Go Example: Simplified Maglev Hashing

This example demonstrates the core logic of generating permutations and populating the lookup table.

package main

import (
	"fmt"
	"hash/fnv"
)

// MaglevHasher holds the state for the hashing algorithm.
type MaglevHasher struct {
	backends     []string
	lookupTable  []int // Stores the index of the backend
	lookupSize   int
	permutations [][]int
}

// NewMaglevHasher creates a new Maglev hasher.
func NewMaglevHasher(backends []string, lookupSize int) *MaglevHasher {
	m := &MaglevHasher{
		backends:    backends,
		lookupSize:  lookupSize,
		lookupTable: make([]int, lookupSize),
	}
	m.generatePermutations()
	m.populateLookupTable()
	return m
}

func (m *MaglevHasher) generatePermutations() {
	m.permutations = make([][]int, len(m.backends))
	for i, backend := range m.backends {
		// Use two different hash functions to generate offset and skip
		h1 := fnv.New32a()
		h1.Write([]byte(backend + "_offset"))
		offset := int(h1.Sum32()) % m.lookupSize

		h2 := fnv.New32a()
		h2.Write([]byte(backend + "_skip"))
		skip := int(h2.Sum32())%(m.lookupSize-1) + 1

		m.permutations[i] = make([]int, m.lookupSize)
		for j := 0; j < m.lookupSize; j++ {
			m.permutations[i][j] = (offset + j*skip) % m.lookupSize
		}
	}
}

func (m *MaglevHasher) populateLookupTable() {
	next := make([]int, len(m.backends)) // Tracks the next preference for each backend
	for i := range m.lookupTable {
		m.lookupTable[i] = -1 // Initialize with -1
	}

	filledCount := 0
	for filledCount < m.lookupSize {
		for i := 0; i < len(m.backends); i++ {
			// Get the current preference for this backend
			c := m.permutations[i][next[i]]
			
			// If this slot in the lookup table is still empty, claim it
			for m.lookupTable[c] != -1 {
				next[i]++
				c = m.permutations[i][next[i]]
			}

			m.lookupTable[c] = i
			next[i]++
			filledCount++
			if filledCount == m.lookupSize {
				return
			}
		}
	}
}

// Get returns the backend for a given key (e.g., packet hash).
func (m *MaglevHasher) Get(key string) string {
	h := fnv.New32a()
	h.Write([]byte(key))
	index := int(h.Sum32()) % m.lookupSize
	backendIndex := m.lookupTable[index]
	return m.backends[backendIndex]
}

func main() {
	backends := []string{"BackendA", "BackendB", "BackendC"}
	lookupSize := 13 // A small prime number for demonstration

	maglev := NewMaglevHasher(backends, lookupSize)

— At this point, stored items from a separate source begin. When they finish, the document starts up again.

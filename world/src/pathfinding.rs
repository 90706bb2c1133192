//! Walkability grid and A* search used for movement validation and planning.

use std::{cmp::Ordering, collections::BinaryHeap};

use outpost_core::Position;

/// Dense walkability grid mirroring the board's blocking occupancy.
///
/// Cells outside the board are reported as blocked so callers never need to
/// bounds-check before querying.
#[derive(Clone, Debug, PartialEq, Eq)]
pub struct WalkGrid {
    width: u32,
    height: u32,
    blocked: Vec<bool>,
}

impl WalkGrid {
    fn new(width: u32, height: u32) -> Self {
        let cell_count = usize::try_from(u64::from(width) * u64::from(height)).unwrap_or(0);
        Self {
            width,
            height,
            blocked: vec![false; cell_count],
        }
    }

    /// Width of the grid in cells.
    #[must_use]
    pub const fn width(&self) -> u32 {
        self.width
    }

    /// Height of the grid in cells.
    #[must_use]
    pub const fn height(&self) -> u32 {
        self.height
    }

    /// Reports whether the cell lies on the board and is not blocked.
    #[must_use]
    pub fn is_walkable(&self, cell: Position) -> bool {
        self.index(cell)
            .and_then(|index| self.blocked.get(index).copied())
            .map_or(false, |blocked| !blocked)
    }

    fn set(&mut self, cell: Position, blocked: bool) {
        if let Some(index) = self.index(cell) {
            if let Some(slot) = self.blocked.get_mut(index) {
                *slot = blocked;
            }
        }
    }

    fn index(&self, cell: Position) -> Option<usize> {
        let column = u32::try_from(cell.x()).ok()?;
        let row = u32::try_from(cell.y()).ok()?;
        if column >= self.width || row >= self.height {
            return None;
        }
        let width = usize::try_from(self.width).ok()?;
        usize::try_from(row)
            .ok()?
            .checked_mul(width)?
            .checked_add(usize::try_from(column).ok()?)
    }

    fn position_of(&self, index: usize) -> Position {
        let width = usize::try_from(self.width).unwrap_or(1).max(1);
        Position::new((index % width) as i32, (index / width) as i32)
    }

    /// Shortest orthogonal path from `start` to `destination`.
    ///
    /// The returned sequence starts at `start` and ends at `destination`. The
    /// start cell may itself be blocked (it is normally occupied by the unit
    /// that moves); the destination must be walkable. Ties between equally
    /// short paths are broken by neighbour order (north, east, south, west)
    /// and insertion order, so identical grids always yield identical paths.
    #[must_use]
    pub fn path(&self, start: Position, destination: Position) -> Option<Vec<Position>> {
        let start_index = self.index(start)?;
        let goal_index = self.index(destination)?;
        if start_index == goal_index {
            return Some(vec![start]);
        }
        if !self.is_walkable(destination) {
            return None;
        }

        let mut open = BinaryHeap::new();
        let mut g_score = vec![u32::MAX; self.blocked.len()];
        let mut came_from: Vec<Option<usize>> = vec![None; self.blocked.len()];
        let mut tie: u64 = 0;

        g_score[start_index] = 0;
        open.push(OpenNode {
            f: start.manhattan_distance(destination),
            g: 0,
            tie,
            index: start_index,
        });

        while let Some(node) = open.pop() {
            if node.index == goal_index {
                return Some(self.reconstruct(&came_from, goal_index));
            }

            if node.g != g_score[node.index] {
                continue;
            }

            let cell = self.position_of(node.index);
            for neighbor in cell.adjacents() {
                if !self.is_walkable(neighbor) {
                    continue;
                }
                let Some(neighbor_index) = self.index(neighbor) else {
                    continue;
                };

                let tentative = node.g.saturating_add(1);
                if tentative >= g_score[neighbor_index] {
                    continue;
                }

                came_from[neighbor_index] = Some(node.index);
                g_score[neighbor_index] = tentative;
                tie += 1;
                open.push(OpenNode {
                    f: tentative.saturating_add(neighbor.manhattan_distance(destination)),
                    g: tentative,
                    tie,
                    index: neighbor_index,
                });
            }
        }

        None
    }

    /// Every reachable path from `start`, one per reachable destination, in
    /// the order the destinations were supplied.
    #[must_use]
    pub fn paths(&self, start: Position, destinations: &[Position]) -> Vec<Vec<Position>> {
        destinations
            .iter()
            .filter_map(|destination| self.path(start, *destination))
            .collect()
    }

    /// Shortest of the reachable paths to `destinations`; the earliest
    /// destination wins ties.
    #[must_use]
    pub fn shortest_path(&self, start: Position, destinations: &[Position]) -> Option<Vec<Position>> {
        let mut best: Option<Vec<Position>> = None;
        for path in self.paths(start, destinations) {
            if best.as_ref().map_or(true, |current| path.len() < current.len()) {
                best = Some(path);
            }
        }
        best
    }

    fn reconstruct(&self, came_from: &[Option<usize>], goal: usize) -> Vec<Position> {
        let mut indices = vec![goal];
        let mut current = goal;
        while let Some(previous) = came_from[current] {
            indices.push(previous);
            current = previous;
        }
        indices.reverse();
        indices
            .into_iter()
            .map(|index| self.position_of(index))
            .collect()
    }
}

#[derive(Debug)]
struct OpenNode {
    f: u32,
    g: u32,
    tie: u64,
    index: usize,
}

impl OpenNode {
    fn key(&self) -> (u32, u32, u64) {
        (self.f, self.g, self.tie)
    }
}

impl PartialEq for OpenNode {
    fn eq(&self, other: &Self) -> bool {
        self.key() == other.key()
    }
}

impl Eq for OpenNode {}

impl PartialOrd for OpenNode {
    fn partial_cmp(&self, other: &Self) -> Option<Ordering> {
        Some(self.cmp(other))
    }
}

impl Ord for OpenNode {
    fn cmp(&self, other: &Self) -> Ordering {
        // Reversed so the max-heap pops the lowest estimate first.
        other.key().cmp(&self.key())
    }
}

/// Board-wide walkability state, seeded from walls and kept in step with
/// unit occupancy by the spatial index.
#[derive(Clone, Debug)]
pub struct PathFinder {
    grid: WalkGrid,
}

impl PathFinder {
    /// Creates a path finder for an empty board.
    #[must_use]
    pub fn new(width: u32, height: u32) -> Self {
        Self {
            grid: WalkGrid::new(width, height),
        }
    }

    /// Marks a cell as blocked.
    pub(crate) fn block_position(&mut self, cell: Position) {
        self.grid.set(cell, true);
    }

    /// Marks a cell as walkable.
    pub(crate) fn clear_position(&mut self, cell: Position) {
        self.grid.set(cell, false);
    }

    /// Reports whether the cell is blocked or off the board.
    #[must_use]
    pub fn is_blocked(&self, cell: Position) -> bool {
        !self.grid.is_walkable(cell)
    }

    /// The shared walkability grid.
    #[must_use]
    pub fn grid(&self) -> &WalkGrid {
        &self.grid
    }

    /// Copy of the grid with the team's own headquarters cells unblocked.
    #[must_use]
    pub fn grid_for_team(&self, headquarters_cells: &[Position]) -> WalkGrid {
        let mut grid = self.grid.clone();
        for cell in headquarters_cells {
            grid.set(*cell, false);
        }
        grid
    }
}

#[cfg(test)]
mod tests {
    use super::*;

    #[test]
    fn path_on_open_grid_is_manhattan_length() {
        let finder = PathFinder::new(6, 6);
        let start = Position::new(0, 0);
        let goal = Position::new(3, 2);

        let path = finder.grid().path(start, goal).expect("path exists");

        assert_eq!(path.first(), Some(&start));
        assert_eq!(path.last(), Some(&goal));
        assert_eq!(path.len(), 6);
        for pair in path.windows(2) {
            assert!(pair[0].is_adjacent_to(pair[1]));
        }
    }

    #[test]
    fn path_detours_around_blocked_cells() {
        let mut finder = PathFinder::new(3, 3);
        finder.block_position(Position::new(1, 0));
        finder.block_position(Position::new(1, 1));

        let path = finder
            .grid()
            .path(Position::new(0, 0), Position::new(2, 0))
            .expect("detour exists");

        assert_eq!(path.len(), 7);
        assert!(path.contains(&Position::new(1, 2)));
    }

    #[test]
    fn start_cell_may_be_blocked() {
        let mut finder = PathFinder::new(3, 1);
        finder.block_position(Position::new(0, 0));

        let path = finder.grid().path(Position::new(0, 0), Position::new(2, 0));

        assert_eq!(path.map(|cells| cells.len()), Some(3));
    }

    #[test]
    fn unreachable_destination_yields_none() {
        let mut finder = PathFinder::new(3, 3);
        for cell in Position::new(2, 2).adjacents() {
            finder.block_position(cell);
        }

        assert!(finder
            .grid()
            .path(Position::new(0, 0), Position::new(2, 2))
            .is_none());
        assert!(finder
            .grid()
            .path(Position::new(0, 0), Position::new(5, 5))
            .is_none());
    }

    #[test]
    fn team_grid_unblocks_headquarters_cells() {
        let mut finder = PathFinder::new(4, 1);
        finder.block_position(Position::new(1, 0));
        finder.block_position(Position::new(2, 0));

        let shared = finder.grid().path(Position::new(0, 0), Position::new(3, 0));
        let team = finder
            .grid_for_team(&[Position::new(1, 0), Position::new(2, 0)])
            .path(Position::new(0, 0), Position::new(3, 0));

        assert!(shared.is_none());
        assert_eq!(team.map(|cells| cells.len()), Some(4));
        assert!(finder.is_blocked(Position::new(1, 0)));
    }

    #[test]
    fn shortest_path_prefers_earliest_on_ties() {
        let finder = PathFinder::new(5, 5);
        let start = Position::new(2, 2);
        let destinations = [Position::new(4, 4), Position::new(2, 0), Position::new(0, 2)];

        let paths = finder.grid().paths(start, &destinations);
        let shortest = finder
            .grid()
            .shortest_path(start, &destinations)
            .expect("reachable");

        assert_eq!(paths.len(), 3);
        assert_eq!(shortest.last(), Some(&Position::new(2, 0)));
    }
}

	fmt.Println("Lookup Table:", maglev.lookupTable)

	// Count how many slots each backend got
	counts := make(map[string]int)
	for _, backendIndex := range maglev.lookupTable {
		counts[backends[backendIndex]]++
	}
	fmt.Println("Slot counts:", counts)

	// Simulate some traffic
	fmt.Printf("Packet 'conn123' -> %s\n", maglev.Get("conn123"))
	fmt.Printf("Packet 'conn456' -> %s\n", maglev.Get("conn456"))
}

Conclusion

Maglev is a powerful example of how to solve large-scale infrastructure problems with clever software design. By creating a specialized consistent hashing algorithm, it achieves two critical goals for a network load balancer: even load distribution and high resilience. The permutation-based approach ensures that every backend gets its fair share of traffic, and the consistent nature of the lookup table minimizes disruption when the backend pool changes. This combination of performance and stability is what makes Maglev a foundational piece of Google's network infrastructure and a key pattern in modern system design.